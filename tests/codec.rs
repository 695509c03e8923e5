//! End-to-end tests of the item codec: decode from raw heap fields,
//! serialize back, and group bookkeeping.

use bytes::Bytes;
use spead_codec::{
    Array, ArrayOrder, BugCompat, DType, DataType, Descriptor, Endianness, Format, Heap, Item,
    ItemGroup, RawDescriptor, RawItem, Scalar, TypedArray, Value,
};

fn dtype_descriptor(id: u64, name: &str, header: &str) -> RawDescriptor {
    let mut raw = RawDescriptor::new(id, name, "");
    raw.numpy_header = header.to_owned();
    raw
}

#[test]
fn test_scalar_unsigned_immediate() {
    // An 8-byte immediate carrying a 32-bit unsigned scalar: the used
    // bytes sit at the tail.
    let mut raw = RawDescriptor::new(0x20, "timestamp", "");
    raw.format = vec![('u', 32)];
    let mut item = Item::from_raw(&raw, BugCompat::NONE).unwrap();

    let field = RawItem::new(
        0x20,
        Bytes::from_static(&[0x00, 0x00, 0x00, 0x00, 0x00, 0xDE, 0xAD, 0xBE]),
        true,
    );
    item.set_from_raw(&field).unwrap();
    assert_eq!(item.value(), Some(&Value::Scalar(Scalar::Uint(14593470))));
}

#[test]
fn test_signed_record() {
    let mut raw = RawDescriptor::new(0x21, "offsets", "");
    raw.format = vec![('i', 12), ('i', 12)];
    let mut item = Item::from_raw(&raw, BugCompat::NONE).unwrap();

    let field = RawItem::new(0x21, Bytes::from_static(&[0xFF, 0xF0, 0x01]), false);
    item.set_from_raw(&field).unwrap();
    assert_eq!(
        item.value(),
        Some(&Value::Record(vec![Scalar::Int(-1), Scalar::Int(1)]))
    );
}

#[test]
fn test_variable_length_vector_dtype_mode() {
    let raw = dtype_descriptor(
        0x22,
        "adc_counts",
        "{'descr': '>u2', 'fortran_order': False, 'shape': (-1,)}",
    );
    let mut item = Item::from_raw(&raw, BugCompat::NONE).unwrap();

    let field = RawItem::new(
        0x22,
        Bytes::from_static(&[0x00, 0x01, 0x00, 0x02, 0x00, 0x03]),
        false,
    );
    item.set_from_raw(&field).unwrap();

    let array = item.value().and_then(Value::as_array).unwrap();
    assert_eq!(array.shape(), &[3]);
    assert!(array.dtype().is_native());
    match array.as_typed().unwrap() {
        TypedArray::Uint16(values) => assert_eq!(values, &[1, 2, 3]),
        other => panic!("unexpected view {other:?}"),
    }
}

#[test]
fn test_ascii_string_specialization() {
    let raw = dtype_descriptor(
        0x23,
        "source_name",
        "{'descr': '|S1', 'fortran_order': False, 'shape': (5,)}",
    );
    let mut item = Item::from_raw(&raw, BugCompat::NONE).unwrap();

    let field = RawItem::new(0x23, Bytes::from_static(b"Hello"), false);
    item.set_from_raw(&field).unwrap();
    assert_eq!(item.value().and_then(Value::as_str), Some("Hello"));
}

#[test]
fn test_fortran_order_round_trip() {
    // [[1, 2, 3], [4, 5, 6]] laid out column-major.
    let matrix =
        Array::from_vec_with_order(vec![1i32, 4, 2, 5, 3, 6], &[2, 3], ArrayOrder::F).unwrap();
    let descriptor = Descriptor::with_dtype(
        0x24,
        "weights",
        "per-channel weights",
        vec![2, 3],
        DType::native(DataType::Int32),
        ArrayOrder::F,
    );
    let item = Item::with_value(descriptor.clone(), Value::Array(matrix.clone()));

    let raw_descriptor = item.descriptor().to_raw(BugCompat::NONE);
    let buffer = item.to_buffer().unwrap();

    let mut received = Item::from_raw(&raw_descriptor, BugCompat::NONE).unwrap();
    assert_eq!(received.descriptor(), &descriptor);
    received
        .set_from_raw(&RawItem::new(0x24, buffer, false))
        .unwrap();
    assert_eq!(received.value(), Some(&Value::Array(matrix)));
}

#[test]
fn test_group_update_with_unknown_id() {
    let mut group = ItemGroup::new();
    group.add_item(
        Item::from_raw(
            &{
                let mut raw = RawDescriptor::new(10, "gain", "");
                raw.format = vec![('u', 16)];
                raw
            },
            BugCompat::NONE,
        )
        .unwrap(),
    );

    let mut heap = Heap::new(42, BugCompat::NONE);
    heap.add_item(RawItem::new(5, Bytes::from_static(&[0, 1]), true));
    heap.add_item(RawItem::new(10, Bytes::from_static(&[0x12, 0x34]), false));
    heap.add_item(RawItem::new(99, Bytes::from_static(&[0, 1]), false));

    let updated = group.update(&heap).unwrap();
    assert_eq!(updated.len(), 1);
    let item = updated["gain"];
    assert_eq!(item.version(), 42);
    assert_eq!(item.value(), Some(&Value::Scalar(Scalar::Uint(0x1234))));
}

#[test]
fn test_group_update_installs_descriptors() {
    let mut heap = Heap::new(7, BugCompat::NONE);
    heap.add_descriptor(dtype_descriptor(
        0x30,
        "samples",
        "{'descr': '>u2', 'fortran_order': False, 'shape': (-1,)}",
    ));
    heap.add_item(RawItem::new(
        0x30,
        Bytes::from_static(&[0x00, 0x05, 0x00, 0x06]),
        false,
    ));

    let mut group = ItemGroup::new();
    let updated = group.update(&heap).unwrap();
    assert_eq!(updated.len(), 1);
    assert_eq!(updated["samples"].version(), 7);

    let array = group
        .by_name("samples")
        .and_then(Item::value)
        .and_then(Value::as_array)
        .unwrap();
    match array.as_typed().unwrap() {
        TypedArray::Uint16(values) => assert_eq!(values, &[5, 6]),
        other => panic!("unexpected view {other:?}"),
    }
}

#[test]
fn test_immediate_padding_equivalence() {
    // Decoding an n-byte immediate equals decoding its last k bytes as
    // payload.
    let mut raw = RawDescriptor::new(0x25, "counter", "");
    raw.format = vec![('u', 24)];

    let full = [0xAAu8, 0xBB, 0xCC, 0x10, 0x20, 0x30];
    let mut as_immediate = Item::from_raw(&raw, BugCompat::NONE).unwrap();
    as_immediate
        .set_from_raw(&RawItem::new(0x25, Bytes::copy_from_slice(&full), true))
        .unwrap();

    let mut as_payload = Item::from_raw(&raw, BugCompat::NONE).unwrap();
    as_payload
        .set_from_raw(&RawItem::new(
            0x25,
            Bytes::copy_from_slice(&full[full.len() - 3..]),
            false,
        ))
        .unwrap();

    assert_eq!(as_immediate.value(), as_payload.value());
    assert_eq!(
        as_immediate.value(),
        Some(&Value::Scalar(Scalar::Uint(0x102030)))
    );
}

#[test]
fn test_dtype_round_trip_both_orders() {
    for order in [ArrayOrder::C, ArrayOrder::F] {
        let array = Array::from_vec_with_order(
            vec![10u16, 20, 30, 40, 50, 60],
            &[3, 2],
            order,
        )
        .unwrap();
        let descriptor = Descriptor::with_dtype(
            0x26,
            "grid",
            "",
            vec![3, 2],
            DType::native(DataType::UInt16),
            order,
        );
        let item = Item::with_value(descriptor, Value::Array(array.clone()));
        let buffer = item.to_buffer().unwrap();

        let mut received = Item::from_raw(
            &item.descriptor().to_raw(BugCompat::NONE),
            BugCompat::NONE,
        )
        .unwrap();
        received
            .set_from_raw(&RawItem::new(0x26, buffer, false))
            .unwrap();
        assert_eq!(received.value(), Some(&Value::Array(array)));
    }
}

#[test]
fn test_format_round_trip_with_shape() {
    let format = Format::new(&[('u', 3), ('i', 5), ('b', 1), ('f', 32)]).unwrap();
    let descriptor = Descriptor::with_format(0x27, "mixed", "", vec![2], format);
    let record = |u, i, b, f| {
        Value::Record(vec![
            Scalar::Uint(u),
            Scalar::Int(i),
            Scalar::Bool(b),
            Scalar::Float32(f),
        ])
    };
    let value = Value::List(vec![record(3, -7, true, 1.5), record(0, 11, false, -2.0)]);

    let item = Item::with_value(descriptor.clone(), value.clone());
    let buffer = item.to_buffer().unwrap();
    assert_eq!(buffer.len(), (2 * 41 + 7) / 8);

    let mut received = Item::new(descriptor);
    received
        .set_from_raw(&RawItem::new(0x27, buffer, false))
        .unwrap();
    assert_eq!(received.value(), Some(&value));
}

#[test]
fn test_swap_endian_decodes_opposite_order() {
    // Under SWAP_ENDIAN a '>u2' descriptor is reinterpreted as '<u2'.
    let raw = dtype_descriptor(
        0x28,
        "counts",
        "{'descr': '>u2', 'fortran_order': False, 'shape': (2,)}",
    );
    let mut item = Item::from_raw(&raw, BugCompat::PYSPEAD_0_5_2).unwrap();
    assert_eq!(
        item.descriptor().dtype().unwrap().byte_order(),
        Endianness::LittleEndian
    );

    item.set_from_raw(&RawItem::new(
        0x28,
        Bytes::from_static(&[0x01, 0x00, 0x02, 0x00]),
        false,
    ))
    .unwrap();
    let array = item.value().and_then(Value::as_array).unwrap();
    match array.as_typed().unwrap() {
        TypedArray::Uint16(values) => assert_eq!(values, &[1, 2]),
        other => panic!("unexpected view {other:?}"),
    }
}

#[test]
fn test_swap_endian_round_trip_fixed_point() {
    let raw = dtype_descriptor(
        0x29,
        "counts",
        "{'descr': '>u2', 'fortran_order': False, 'shape': (2,)}",
    );
    let flags = BugCompat::SWAP_ENDIAN;
    let first = Descriptor::from_raw(&raw, flags).unwrap();
    let second = Descriptor::from_raw(&first.to_raw(flags), flags).unwrap();
    assert_eq!(first, second);
    // The emitted header names the original byte order.
    assert!(first.to_raw(flags).numpy_header.contains(">u2"));
}

#[test]
fn test_compound_dtype_from_reduced_format() {
    // A byte-aligned multi-field format reduces to a big-endian compound
    // dtype; records decode as tuples.
    let mut raw = RawDescriptor::new(0x2A, "status", "");
    raw.format = vec![('u', 16), ('i', 16)];
    let mut item = Item::from_raw(&raw, BugCompat::NONE).unwrap();
    assert!(item.descriptor().dtype().is_some());

    item.set_from_raw(&RawItem::new(
        0x2A,
        Bytes::from_static(&[0x01, 0x00, 0xFF, 0xFE]),
        false,
    ))
    .unwrap();
    assert_eq!(
        item.value(),
        Some(&Value::Record(vec![Scalar::Uint(0x0100), Scalar::Int(-2)]))
    );

    // And the mirror: encoding lays the fields back out big-endian.
    assert_eq!(
        item.to_buffer().unwrap().as_ref(),
        &[0x01, 0x00, 0xFF, 0xFE]
    );
}

#[test]
fn test_variable_dimension_resolves_to_floor() {
    let raw = dtype_descriptor(
        0x2B,
        "blocks",
        "{'descr': '>u2', 'fortran_order': False, 'shape': (2, -1)}",
    );
    let mut item = Item::from_raw(&raw, BugCompat::NONE).unwrap();
    // 7 bytes hold 3 u16 elements; 3 // 2 == 1 per row, trailing byte
    // ignored.
    item.set_from_raw(&RawItem::new(
        0x2B,
        Bytes::from_static(&[0, 1, 0, 2, 0, 3, 9]),
        false,
    ))
    .unwrap();
    let array = item.value().and_then(Value::as_array).unwrap();
    assert_eq!(array.shape(), &[2, 1]);
}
# # # # #
» **HOW TO COMPLETE THIS TASK**:
How many lines of the entries include the string "version"? Answer with a number and no other words.

» **ANSWER TO THE EXERCISE**:
2